Assignment: Find the line with "pub struct PeakResult" in the records below. Copy it and every line after it, up to and including the line with "the input: entry".

Extracted records:
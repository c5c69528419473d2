//! Finding outliers in flux time series.

mod error;
#[cfg(test)]
mod tests;

pub use error::PeakError;

use std::str::FromStr;

use log::{debug, trace};

use crate::candidates::TimeSeriesTable;

pub const DEFAULT_SNR: f64 = 5.0;
pub const DEFAULT_ALPHA: f64 = 0.9;

/// The ratio of the interquartile range to the standard deviation of a normal
/// distribution.
const IQR_TO_SIGMA: f64 = 1.35;

/// How the baseline and noise of a time series are estimated.
#[derive(Debug, Clone, Copy, PartialEq)]
pub enum Estimator {
    /// Median baseline and an interquartile-range noise estimate. Quartiles are
    /// taken at truncated positions of the sorted samples, not interpolated.
    Robust,

    /// An exponentially-weighted running mean of the absolute values. `alpha`
    /// is the weight given to the history.
    RunningMean { alpha: f64 },

    /// The (absolute) mean and sample standard deviation of the whole series.
    MeanStd,
}

impl Estimator {
    pub fn name(&self) -> &'static str {
        match self {
            Estimator::Robust => "robust",
            Estimator::RunningMean { .. } => "running-mean",
            Estimator::MeanStd => "mean-std",
        }
    }
}

impl FromStr for Estimator {
    type Err = PeakError;

    fn from_str(s: &str) -> Result<Self, Self::Err> {
        match s.to_lowercase().as_str() {
            "robust" | "iqr" => Ok(Estimator::Robust),
            "running-mean" | "running" => Ok(Estimator::RunningMean {
                alpha: DEFAULT_ALPHA,
            }),
            "mean-std" | "simple" => Ok(Estimator::MeanStd),
            _ => Err(PeakError::UnknownEstimator(s.to_string())),
        }
    }
}

/// The outcome of searching a time series for peaks.
#[derive(Debug, Clone, PartialEq)]
pub struct PeakResult {
    /// The samples the estimator looked at. The running mean works on
    /// absolute values, except for the first sample, which only seeds the
    /// mean.
    pub raw: Vec<f64>,

    /// The baseline each sample was compared against. For
    /// [`Estimator::RunningMean`] this is one shorter than the input: entry
    /// `t - 1` is the mean that sample `t` was tested against, and the first
    /// sample is never tested.
    pub baseline: Vec<f64>,

    /// (sample index, value) of every flagged sample, in order.
    pub candidates: Vec<(usize, f64)>,
}

/// Search `series` for samples at least `snr` "sigma" above the baseline.
pub fn find_peaks(
    series: &[f32],
    estimator: Estimator,
    snr: f64,
) -> Result<PeakResult, PeakError> {
    if series.is_empty() {
        return Err(PeakError::EmptyTimeSeries);
    }
    let values: Vec<f64> = series.iter().map(|&v| f64::from(v)).collect();
    let result = match estimator {
        Estimator::Robust => robust(values, snr),
        Estimator::RunningMean { alpha } => running_mean(values, alpha, snr),
        Estimator::MeanStd => mean_std(values, snr)?,
    };
    trace!(
        "{} estimator flagged {} of {} samples",
        estimator.name(),
        result.candidates.len(),
        series.len()
    );
    Ok(result)
}

/// Flag samples against a constant baseline and noise level. A zero scale
/// flags everything strictly above the baseline.
fn flag_against(values: &[f64], baseline: f64, scale: f64, snr: f64) -> Vec<(usize, f64)> {
    values
        .iter()
        .copied()
        .enumerate()
        .filter(|&(_, v)| {
            if scale == 0.0 {
                v > baseline
            } else {
                (v - baseline) / scale >= snr
            }
        })
        .collect()
}

fn robust(values: Vec<f64>, snr: f64) -> PeakResult {
    let mut sorted = values.clone();
    sorted.sort_unstable_by(|a, b| a.total_cmp(b));
    let n = sorted.len();
    let q1 = sorted[n / 4];
    let q3 = sorted[3 * n / 4];
    let scale = (q3 - q1) / IQR_TO_SIGMA;
    let median = sorted[n / 2];

    PeakResult {
        candidates: flag_against(&values, median, scale, snr),
        baseline: vec![median; n],
        raw: values,
    }
}

fn running_mean(values: Vec<f64>, alpha: f64, snr: f64) -> PeakResult {
    let mut mean = values[0];
    let mut raw = Vec::with_capacity(values.len());
    let mut baseline = Vec::with_capacity(values.len() - 1);
    let mut candidates = vec![];
    raw.push(mean);
    for (t, v) in values.into_iter().enumerate().skip(1) {
        let v = v.abs();
        raw.push(v);
        baseline.push(mean);
        // A zero mean gives infinity for any non-zero sample, and NaN (never
        // flagged) for a zero sample.
        if v / mean >= snr {
            candidates.push((t, v));
        }
        mean = alpha * mean + (1.0 - alpha) * v;
    }

    PeakResult {
        raw,
        baseline,
        candidates,
    }
}

fn mean_std(values: Vec<f64>, snr: f64) -> Result<PeakResult, PeakError> {
    let n = values.len();
    if n < 2 {
        return Err(PeakError::TooShort {
            estimator: "mean-std",
            needed: 2,
            got: n,
        });
    }
    let mean = values.iter().sum::<f64>() / n as f64;
    let variance = values.iter().map(|v| (v - mean).powi(2)).sum::<f64>() / (n - 1) as f64;
    let baseline = mean.abs();

    Ok(PeakResult {
        candidates: flag_against(&values, baseline, variance.sqrt(), snr),
        baseline: vec![baseline; n],
        raw: values,
    })
}

/// Search one pixel of a time-series dump for peaks, for every DM trial.
/// Returns the DM index alongside each result.
pub fn find_peaks_in_table(
    table: &TimeSeriesTable,
    x: usize,
    y: usize,
    estimator: Estimator,
    snr: f64,
) -> Result<Vec<(usize, PeakResult)>, PeakError> {
    let side = table.data.len_of(ndarray::Axis(0));
    if x >= side || y >= side {
        return Err(PeakError::PixelOutOfRange { x, y, side });
    }
    debug!(
        "Searching pixel ({x}, {y}) of time series block {} for peaks",
        table.index
    );
    (0..table.num_dms())
        .map(|dm| {
            let series = table
                .series(x, y, dm)
                .ok_or(PeakError::PixelOutOfRange { x, y, side })?;
            let series = series.to_vec();
            Ok((dm, find_peaks(&series, estimator, snr)?))
        })
        .collect()
}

Written solution:
pub struct PeakResult {
    /// The samples the estimator looked at. The running mean works on
    /// absolute values, except for the first sample, which only seeds the
    /// mean.
    pub raw: Vec<f64>,

    /// The baseline each sample was compared against. For
    /// [`Estimator::RunningMean`] this is one shorter than the input: entry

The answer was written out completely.